A medicina atual ainda não foi capaz de estabelecer com precisão as causas e os mecanismos da doença, mas acredita-se que sejam multifatoriais. ?A diversidade das manifestações clínicas apresentadas pelos pacientes torna pouco provável que um único mecanismo seja o responsável pela síndrome e, provavelmente, estão implicados transtornos da função intestinal, juntamente com a percepção anormal de fenômenos normais. Alterações na motilidade gastrintestinal e na percepção visceral, bem como fatores psicossociais, contribuem para a expressão dos sintomas em geral?, explica a médica. Fatores como dietas pobres em fibras ou em alimentos que causam gases, excesso de álcool e de gorduras, além de uso de certos medicamentos, interferem na motilidade e na sensibilidade gastrintestinal. Outros hábitos, como comer muito depressa, mascar chicletes, fumar e respirar pela boca também podem levar ao acúmulo de gases, eructações (arrotos) e flatulência, já que dessa forma engolem-se grandes quantidades de ar. Alguns estudos revelam alta incidência de ansiedade, depressão e tensão emocional entre os pacientes com a doença, mas tais fatores possuem relevância clínica limitada.

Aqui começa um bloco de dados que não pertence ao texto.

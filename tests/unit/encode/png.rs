use super::*;
use crate::foundation::core::Fps;

fn temp_dir(tag: &str) -> PathBuf {
    std::env::temp_dir().join(format!("textreel_png_{tag}_{}", std::process::id()))
}

fn frame(rgba: [u8; 4]) -> FrameRGBA {
    FrameRGBA {
        width: 2,
        height: 1,
        data: [rgba, rgba].concat(),
        premultiplied: true,
    }
}

fn cfg() -> SinkConfig {
    SinkConfig {
        width: 2,
        height: 1,
        fps: Fps::whole(30),
    }
}

#[test]
fn frame_names_are_zero_padded() {
    assert_eq!(frame_file_name(FrameIndex(0)), "frame_000000.png");
    assert_eq!(frame_file_name(FrameIndex(1234)), "frame_001234.png");
}

#[test]
fn writes_one_png_per_frame_with_straight_alpha() {
    let dir = temp_dir("seq");
    let mut sink = PngSequenceSink::new(&dir, true);
    sink.begin(cfg()).unwrap();
    sink.push_frame(FrameIndex(3), &frame([255, 0, 0, 255])).unwrap();
    sink.push_frame(FrameIndex(4), &frame([64, 0, 0, 128])).unwrap();
    sink.end().unwrap();
    assert_eq!(sink.frames_written(), 2);

    let opaque = image::open(dir.join("frame_000003.png")).unwrap().to_rgba8();
    assert_eq!(opaque.get_pixel(1, 0).0, [255, 0, 0, 255]);
    let half = image::open(dir.join("frame_000004.png")).unwrap().to_rgba8();
    assert_eq!(half.get_pixel(0, 0).0, [128, 0, 0, 128]);

    let _ = std::fs::remove_dir_all(&dir);
}

#[test]
fn rejects_out_of_order_and_mismatched_frames() {
    let dir = temp_dir("order");
    let mut sink = PngSequenceSink::new(&dir, true);
    sink.begin(cfg()).unwrap();
    sink.push_frame(FrameIndex(2), &frame([0, 0, 0, 255])).unwrap();
    assert!(sink.push_frame(FrameIndex(2), &frame([0, 0, 0, 255])).is_err());

    let wrong = FrameRGBA {
        width: 1,
        height: 1,
        data: vec![0, 0, 0, 255],
        premultiplied: true,
    };
    assert!(matches!(
        sink.push_frame(FrameIndex(5), &wrong),
        Err(ReelError::Validation(_))
    ));

    let _ = std::fs::remove_dir_all(&dir);
}

#[test]
fn write_png_respects_overwrite_flag() {
    let dir = temp_dir("overwrite");
    let path = dir.join("still.png");
    write_png(&path, &frame([0, 255, 0, 255]), true).unwrap();
    let err = write_png(&path, &frame([0, 0, 255, 255]), false).unwrap_err();
    assert!(matches!(err, ReelError::Validation(_)));

    let kept = image::open(&path).unwrap().to_rgba8();
    assert_eq!(kept.get_pixel(0, 0).0, [0, 255, 0, 255]);
    let _ = std::fs::remove_dir_all(&dir);
}

#[test]
fn end_without_begin_is_an_error() {
    let mut sink = PngSequenceSink::new(temp_dir("unused"), true);
    assert!(sink.end().is_err());
}
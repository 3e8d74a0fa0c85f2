pub(crate) mod backend;
pub(crate) mod cpu;
pub(crate) mod fonts;
pub(crate) mod layout;
pub(crate) mod pipeline;
pub(crate) mod text;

Os critérios de Roma II, estabelecidos por um grupo internacional de especialistas, são os mais utilizados para se diagnosticar a Síndrome do Intestino Irritável. De acordo com esses critérios, a doença se caracteriza pela presença de dor ou desconforto abdominal, contínuos ou recorrentes, com no mínimo doze semanas de evolução, não necessariamente consecutivas, nos últimos doze meses, associados a pelo menos dois dos seguintes sintomas: dor aliviada com evacuação, mudança de ritmo nas evacuações e na consistência das fezes. Reforçam o diagnóstico: diarréia, constipação e/ou alternância deles, urgência evacuatória, sensação de evacuação incompleta, muco nas fezes e distensão abdominal e/ou flatulência.

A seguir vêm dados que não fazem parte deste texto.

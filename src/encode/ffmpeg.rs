use crate::encode::sink::{FrameSink, SinkConfig};
use crate::foundation::core::{Fps, FrameIndex};
use crate::foundation::error::{ReelError, ReelResult};
use crate::foundation::math::mul_div255_u16;
use crate::render::backend::FrameRGBA;
use std::io::Read;
use std::path::{Path, PathBuf};
use std::process::{Child, ChildStdin, Command, Stdio};

/// Options for [`FfmpegSink`] MP4 output.
#[derive(Clone, Debug)]
pub struct FfmpegSinkOpts {
    /// Output MP4 file path.
    pub out_path: PathBuf,
    /// Overwrite output file if it already exists.
    pub overwrite: bool,
    /// Background color used to flatten alpha (RGBA8, straight alpha).
    pub bg_rgba: [u8; 4],
}

impl FfmpegSinkOpts {
    /// Create options for outputting an MP4 to `out_path`.
    pub fn new(out_path: impl Into<PathBuf>) -> Self {
        Self {
            out_path: out_path.into(),
            overwrite: true,
            bg_rgba: [0, 0, 0, 255],
        }
    }
}

/// Sink that spawns the system `ffmpeg` and streams raw frames to its stdin.
pub struct FfmpegSink {
    opts: FfmpegSinkOpts,

    child: Option<Child>,
    stdin: Option<ChildStdin>,
    stderr_drain: Option<std::thread::JoinHandle<std::io::Result<Vec<u8>>>>,

    scratch: Vec<u8>,
    cfg: Option<SinkConfig>,
    last_idx: Option<FrameIndex>,
}

impl FfmpegSink {
    /// Create a new sink that streams into `ffmpeg`.
    pub fn new(opts: FfmpegSinkOpts) -> Self {
        Self {
            opts,
            child: None,
            stdin: None,
            stderr_drain: None,
            scratch: Vec::new(),
            cfg: None,
            last_idx: None,
        }
    }
}

impl FrameSink for FfmpegSink {
    #[tracing::instrument(level = "debug", skip(self), fields(out = %self.opts.out_path.display()))]
    fn begin(&mut self, cfg: SinkConfig) -> ReelResult<()> {
        if cfg.fps.num == 0 || cfg.fps.den == 0 {
            return Err(ReelError::validation("fps must be non-zero"));
        }
        if cfg.width == 0 || cfg.height == 0 {
            return Err(ReelError::validation(
                "ffmpeg sink width/height must be non-zero",
            ));
        }
        if !cfg.width.is_multiple_of(2) || !cfg.height.is_multiple_of(2) {
            return Err(ReelError::validation(
                "ffmpeg sink width/height must be even (required for yuv420p mp4 output)",
            ));
        }

        ensure_parent_dir(&self.opts.out_path)?;
        if !self.opts.overwrite && self.opts.out_path.exists() {
            return Err(ReelError::validation(format!(
                "output file '{}' already exists",
                self.opts.out_path.display()
            )));
        }

        if !is_ffmpeg_on_path() {
            return Err(ReelError::encode(
                "ffmpeg is required for MP4 encoding, but was not found on PATH",
            ));
        }

        let mut cmd = Command::new("ffmpeg");
        cmd.stdin(Stdio::piped())
            .stdout(Stdio::null())
            .stderr(Stdio::piped());

        if self.opts.overwrite {
            cmd.arg("-y");
        } else {
            cmd.arg("-n");
        }

        // Input is raw RGBA8; alpha is flattened in push_frame since ffmpeg has no premul input.
        cmd.args([
            "-loglevel",
            "error",
            "-f",
            "rawvideo",
            "-pix_fmt",
            "rgba",
            "-s",
            &format!("{}x{}", cfg.width, cfg.height),
        ]);
        push_input_fps(&mut cmd, cfg.fps);
        cmd.args(["-i", "pipe:0"]);
        cmd.args([
            "-an",
            "-c:v",
            "libx264",
            "-pix_fmt",
            "yuv420p",
            "-movflags",
            "+faststart",
        ]);
        cmd.arg(&self.opts.out_path);

        let mut child = cmd.spawn().map_err(|e| {
            ReelError::encode(format!(
                "failed to spawn ffmpeg (is it installed and on PATH?): {e}"
            ))
        })?;

        let stdin = child
            .stdin
            .take()
            .ok_or_else(|| ReelError::encode("failed to open ffmpeg stdin (unexpected)"))?;
        let mut stderr = child
            .stderr
            .take()
            .ok_or_else(|| ReelError::encode("failed to open ffmpeg stderr (unexpected)"))?;
        let stderr_drain = std::thread::spawn(move || {
            let mut stderr_bytes = Vec::new();
            stderr.read_to_end(&mut stderr_bytes)?;
            Ok(stderr_bytes)
        });

        self.scratch = vec![0u8; cfg.width as usize * cfg.height as usize * 4];
        self.child = Some(child);
        self.stdin = Some(stdin);
        self.stderr_drain = Some(stderr_drain);
        self.cfg = Some(cfg);
        self.last_idx = None;
        Ok(())
    }

    fn push_frame(&mut self, idx: FrameIndex, frame: &FrameRGBA) -> ReelResult<()> {
        let cfg = self
            .cfg
            .as_ref()
            .ok_or_else(|| ReelError::encode("ffmpeg sink not started"))?;
        if let Some(last) = self.last_idx
            && idx.0 <= last.0
        {
            return Err(ReelError::encode(
                "ffmpeg sink received out-of-order frame index",
            ));
        }
        self.last_idx = Some(idx);

        if frame.width != cfg.width || frame.height != cfg.height {
            return Err(ReelError::validation(format!(
                "frame size mismatch: got {}x{}, expected {}x{}",
                frame.width, frame.height, cfg.width, cfg.height
            )));
        }
        if frame.data.len() != self.scratch.len() {
            return Err(ReelError::validation(
                "frame.data size mismatch with width*height*4",
            ));
        }

        flatten_premul_over_bg_to_opaque_rgba8(&mut self.scratch, &frame.data, self.opts.bg_rgba)?;

        let Some(stdin) = self.stdin.as_mut() else {
            return Err(ReelError::encode("ffmpeg sink is already finalized"));
        };

        use std::io::Write as _;
        stdin.write_all(&self.scratch).map_err(|e| {
            ReelError::encode(format!("failed to write frame to ffmpeg stdin: {e}"))
        })?;
        Ok(())
    }

    fn end(&mut self) -> ReelResult<()> {
        drop(self.stdin.take());
        let mut child = self
            .child
            .take()
            .ok_or_else(|| ReelError::encode("ffmpeg sink not started"))?;

        let status = child.wait().map_err(|e| {
            ReelError::encode(format!("failed to wait for ffmpeg to finish: {e}"))
        })?;
        let stderr_bytes = match self.stderr_drain.take() {
            Some(handle) => handle
                .join()
                .map_err(|_| ReelError::encode("ffmpeg stderr drain thread panicked"))?
                .map_err(|e| ReelError::encode(format!("ffmpeg stderr read failed: {e}")))?,
            None => Vec::new(),
        };

        if !status.success() {
            let stderr = String::from_utf8_lossy(&stderr_bytes);
            return Err(ReelError::encode(format!(
                "ffmpeg exited with status {}: {}",
                status,
                stderr.trim()
            )));
        }

        tracing::info!(out = %self.opts.out_path.display(), frames = self.last_idx.map_or(0, |i| i.0 + 1), "mp4 written");
        self.cfg = None;
        Ok(())
    }
}

fn push_input_fps(cmd: &mut Command, fps: Fps) {
    // `-r` before `-i` sets the rawvideo input rate; rationals pass through as `num/den`.
    cmd.args(["-r", &format!("{}/{}", fps.num, fps.den)]);
}

pub(crate) fn flatten_premul_over_bg_to_opaque_rgba8(
    dst: &mut [u8],
    src_premul: &[u8],
    bg_rgba: [u8; 4],
) -> ReelResult<()> {
    if dst.len() != src_premul.len() || !dst.len().is_multiple_of(4) {
        return Err(ReelError::validation(
            "flatten_premul_over_bg_to_opaque_rgba8 expects equal-length rgba8 buffers",
        ));
    }

    let bg_r = u16::from(bg_rgba[0]);
    let bg_g = u16::from(bg_rgba[1]);
    let bg_b = u16::from(bg_rgba[2]);

    for (d, s) in dst.chunks_exact_mut(4).zip(src_premul.chunks_exact(4)) {
        let a = u16::from(s[3]);
        if a == 255 {
            d.copy_from_slice(s);
            continue;
        }

        let inv = 255u16 - a;
        d[0] = (u16::from(s[0]) + mul_div255_u16(bg_r, inv)).min(255) as u8;
        d[1] = (u16::from(s[1]) + mul_div255_u16(bg_g, inv)).min(255) as u8;
        d[2] = (u16::from(s[2]) + mul_div255_u16(bg_b, inv)).min(255) as u8;
        d[3] = 255;
    }

    Ok(())
}

/// Ensure the parent directory of `path` exists.
pub fn ensure_parent_dir(path: &Path) -> ReelResult<()> {
    if let Some(parent) = path.parent() {
        use anyhow::Context as _;
        std::fs::create_dir_all(parent)
            .with_context(|| format!("failed to create output directory '{}'", parent.display()))?;
    }
    Ok(())
}

/// Return `true` when `ffmpeg` can be invoked from `PATH`.
pub fn is_ffmpeg_on_path() -> bool {
    std::process::Command::new("ffmpeg")
        .arg("-version")
        .stdout(std::process::Stdio::null())
        .stderr(std::process::Stdio::null())
        .status()
        .map(|s| s.success())
        .unwrap_or(false)
}

#[cfg(test)]
#[path = "../../tests/unit/encode/ffmpeg.rs"]
mod tests;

Conforme explica a Dra. Maria do Carmo, o tratamento medicamentoso da Síndrome do Intestino Irritável visa aliviar o sintoma predominante. Pode-se empregar antiespasmódicos e relaxantes musculares, para alívio da dor, antidiarréicos, para predominância de diarréia, e agentes laxativos formadores de bolo fecal ou osmóticos. A Libbs Farmacêutica possui como alternativa de tratamento a policarbofila cálcica, uma fibra sintética capaz de aliviar tanto a constipação quanto a diarréia. Segundo estudo publicado por A. Torii, na Internal Medicine, a policarbofila cálcica pode ser indicada no tratamento da Síndrome do Intestino Irritável em todas as suas formas. Abordagens psicológicas têm sido utilizadas com certa freqüência como recurso auxiliar no tratamento da doença. ?Conscientizar o paciente de que se trata de um distúrbio funcional, sem conseqüências mais graves nem risco de vida, assegurando-lhe que o problema será tratado de forma interessada e racional, tranqüiliza o paciente e auxilia a evolução do tratamento?, aponta o Dra. Maria do Carmo. É importante ressaltar que somente um médico tem condições de diagnosticar e recomendar o tratamento mais adequado para a Síndrome do Intestino Irritável.

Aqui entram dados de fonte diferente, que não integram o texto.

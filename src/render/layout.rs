use kurbo::{Affine, Rect};

use crate::foundation::core::Canvas;
use crate::foundation::error::{ReelError, ReelResult};
use crate::view::color::CssColor;
use crate::view::{
    Anchor, BlockNode, BoxNode, FontFamily, Node, TextAlign, TextNode, TextStyle,
    VisualDescription, WhiteSpace,
};

/// Line height used for empty pre-wrapped lines when the style leaves it to the font.
const FALLBACK_LINE_HEIGHT: f32 = 1.2;

/// One glyph, `x` from the line start and `y` relative to the baseline.
#[derive(Clone, Copy, Debug, PartialEq)]
pub(crate) struct ShapedGlyph {
    pub(crate) id: u32,
    pub(crate) x: f32,
    pub(crate) y: f32,
}

/// One visual line produced by shaping (and possibly wrapping) a hard line.
#[derive(Clone, Debug, PartialEq)]
pub(crate) struct ShapedLine {
    pub(crate) advance: f32,
    pub(crate) ascent: f32,
    pub(crate) descent: f32,
    pub(crate) leading: f32,
    pub(crate) glyphs: Vec<ShapedGlyph>,
}

/// Text shaping capability used by [`layout_frame`].
pub(crate) trait TextShaper {
    /// Shape `text` (which contains no `\n`), wrapping at `max_width` pixels.
    fn shape(
        &mut self,
        text: &str,
        style: &TextStyle,
        max_width: f32,
    ) -> ReelResult<Vec<ShapedLine>>;
}

/// Positioned primitive ready for rasterization.
#[derive(Clone, Debug, PartialEq)]
pub(crate) enum DrawItem {
    Glyphs {
        family: FontFamily,
        bold: bool,
        size_px: f32,
        color: CssColor,
        glyphs: Vec<ShapedGlyph>,
        transform: Affine,
    },
    Rect {
        rect: Rect,
        color: CssColor,
        opacity: f32,
        transform: Affine,
    },
}

impl DrawItem {
    fn transformed(self, outer: Affine) -> Self {
        match self {
            Self::Glyphs {
                family,
                bold,
                size_px,
                color,
                glyphs,
                transform,
            } => Self::Glyphs {
                family,
                bold,
                size_px,
                color,
                glyphs,
                transform: outer * transform,
            },
            Self::Rect {
                rect,
                color,
                opacity,
                transform,
            } => Self::Rect {
                rect,
                color,
                opacity,
                transform: outer * transform,
            },
        }
    }
}

/// Background plus draw items in painter's order.
#[derive(Clone, Debug, PartialEq)]
pub(crate) struct FrameLayout {
    pub(crate) background: CssColor,
    pub(crate) items: Vec<DrawItem>,
}

/// Resolve colors and positions for every node of `desc` on `canvas`.
pub(crate) fn layout_frame(
    desc: &VisualDescription,
    canvas: Canvas,
    shaper: &mut dyn TextShaper,
) -> ReelResult<FrameLayout> {
    let background = parse_color(&desc.background, "background")?;
    let laid = layout_box(&desc.root, canvas.width as f32, shaper)?;

    let (x, y) = match desc.root.anchor {
        Anchor::Center => (
            (canvas.width as f32 - laid.width) * 0.5,
            (canvas.height as f32 - laid.height) * 0.5,
        ),
        Anchor::TopLeft => (0.0, 0.0),
    };
    let outer = Affine::translate((f64::from(x), f64::from(y)))
        * scale_about_center(desc.root.scale, laid.width, laid.height);

    Ok(FrameLayout {
        background,
        items: laid
            .items
            .into_iter()
            .map(|item| item.transformed(outer))
            .collect(),
    })
}

struct Laid {
    width: f32,
    height: f32,
    items: Vec<DrawItem>,
}

struct TextRun {
    line: ShapedLine,
    baseline: f32,
    family: FontFamily,
    bold: bool,
    size_px: f32,
    color: CssColor,
}

enum RowContent {
    Text(TextRun),
    Empty,
    Box { laid: Laid, scale: f64 },
}

struct InlineBlock {
    x: f32,
    width: f32,
    height: f32,
    color: CssColor,
    opacity: f32,
}

struct Row {
    width: f32,
    height: f32,
    content: RowContent,
    inline: Vec<InlineBlock>,
}

fn layout_box(node: &BoxNode, avail_width: f32, shaper: &mut dyn TextShaper) -> ReelResult<Laid> {
    let pad = node.padding_px.max(0.0);
    let inner_width = (avail_width - 2.0 * pad).max(0.0);

    let mut rows = Vec::<Row>::new();
    for child in &node.children {
        match child {
            Node::Text(t) => push_text_rows(&mut rows, t, inner_width, shaper)?,
            Node::Block(b) => push_inline_block(&mut rows, b)?,
            Node::Box(b) => {
                let laid = layout_box(b, inner_width, shaper)?;
                rows.push(Row {
                    width: laid.width,
                    height: laid.height,
                    content: RowContent::Box {
                        laid,
                        scale: b.scale,
                    },
                    inline: Vec::new(),
                });
            }
        }
    }

    let content_width = rows.iter().map(|r| r.width).fold(0.0f32, f32::max);
    let mut items = Vec::new();
    let mut y = pad;
    for row in rows {
        let x = pad
            + match node.text_align {
                TextAlign::Start => 0.0,
                TextAlign::Center => (content_width - row.width) * 0.5,
            };
        let row_origin = Affine::translate((f64::from(x), f64::from(y)));

        match row.content {
            RowContent::Text(run) => items.push(DrawItem::Glyphs {
                family: run.family,
                bold: run.bold,
                size_px: run.size_px,
                color: run.color,
                glyphs: run.line.glyphs,
                transform: row_origin * Affine::translate((0.0, f64::from(run.baseline))),
            }),
            RowContent::Empty => {}
            RowContent::Box { laid, scale } => {
                let tf = row_origin * scale_about_center(scale, laid.width, laid.height);
                items.extend(laid.items.into_iter().map(|item| item.transformed(tf)));
            }
        }

        for block in row.inline {
            items.push(DrawItem::Rect {
                rect: Rect::new(
                    f64::from(block.x),
                    f64::from((row.height - block.height) * 0.5),
                    f64::from(block.x + block.width),
                    f64::from((row.height + block.height) * 0.5),
                ),
                color: block.color,
                opacity: block.opacity,
                transform: row_origin,
            });
        }
        y += row.height;
    }

    Ok(Laid {
        width: content_width + 2.0 * pad,
        height: y + pad,
        items,
    })
}

fn push_text_rows(
    rows: &mut Vec<Row>,
    node: &TextNode,
    max_width: f32,
    shaper: &mut dyn TextShaper,
) -> ReelResult<()> {
    let style = &node.style;
    if !style.size_px.is_finite() || style.size_px <= 0.0 {
        return Err(ReelError::validation("text size_px must be finite and > 0"));
    }
    let color = parse_color(&style.color, "text color")?;
    let fixed_height = style.line_height.map(|m| m * style.size_px);

    for hard_line in node.content.split('\n') {
        let hard_line = hard_line.strip_suffix('\r').unwrap_or(hard_line);
        let text = match style.white_space {
            WhiteSpace::Normal => collapse_whitespace(hard_line),
            WhiteSpace::PreWrap => hard_line.to_string(),
        };

        if text.is_empty() {
            if style.white_space == WhiteSpace::PreWrap {
                rows.push(Row {
                    width: 0.0,
                    height: fixed_height.unwrap_or(FALLBACK_LINE_HEIGHT * style.size_px),
                    content: RowContent::Empty,
                    inline: Vec::new(),
                });
            }
            continue;
        }

        for line in shaper.shape(&text, style, max_width)? {
            let font_height = line.ascent + line.descent;
            let height = fixed_height.unwrap_or(font_height + line.leading);
            let baseline = (height - font_height) * 0.5 + line.ascent;
            rows.push(Row {
                width: line.advance,
                height,
                content: RowContent::Text(TextRun {
                    line,
                    baseline,
                    family: style.family,
                    bold: style.bold,
                    size_px: style.size_px,
                    color,
                }),
                inline: Vec::new(),
            });
        }
    }
    Ok(())
}

fn push_inline_block(rows: &mut Vec<Row>, node: &BlockNode) -> ReelResult<()> {
    let color = parse_color(&node.color, "block color")?;
    let width = node.width_px.max(0.0);
    let height = node.height_px.max(0.0);
    let margin = node.margin_left_px.max(0.0);

    let continues_line = rows
        .last()
        .is_some_and(|r| !matches!(r.content, RowContent::Box { .. }));
    if !continues_line {
        rows.push(Row {
            width: 0.0,
            height,
            content: RowContent::Empty,
            inline: Vec::new(),
        });
    }
    let Some(row) = rows.last_mut() else {
        return Err(ReelError::render("inline block has no row to attach to"));
    };

    row.inline.push(InlineBlock {
        x: row.width + margin,
        width,
        height,
        color,
        opacity: node.opacity.clamp(0.0, 1.0),
    });
    row.width += margin + width;
    row.height = row.height.max(height);
    Ok(())
}

fn scale_about_center(scale: f64, width: f32, height: f32) -> Affine {
    let center = (f64::from(width) * 0.5, f64::from(height) * 0.5);
    Affine::translate(center) * Affine::scale(scale.max(0.0)) * Affine::translate((-center.0, -center.1))
}

fn collapse_whitespace(s: &str) -> String {
    s.split_whitespace().collect::<Vec<_>>().join(" ")
}

fn parse_color(s: &str, what: &str) -> ReelResult<CssColor> {
    CssColor::parse(s).map_err(|e| ReelError::render(format!("{what}: {e}")))
}

#[cfg(test)]
#[path = "../../tests/unit/render/layout.rs"]
mod tests;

A especialista alerta, ainda, que para aliviar os sintomas com predomínio de constipação não se deve fazer uso indiscriminado de laxantes, principalmente os irritantes. ?Laxantes irritantes, mesmo os chás de plantas tidos como inofensivos, obrigam o paciente a recorrer a eles em quantidades cada vez maiores, o que a agrava ainda mais o quadro?, declara Dra. Maria do Carmo.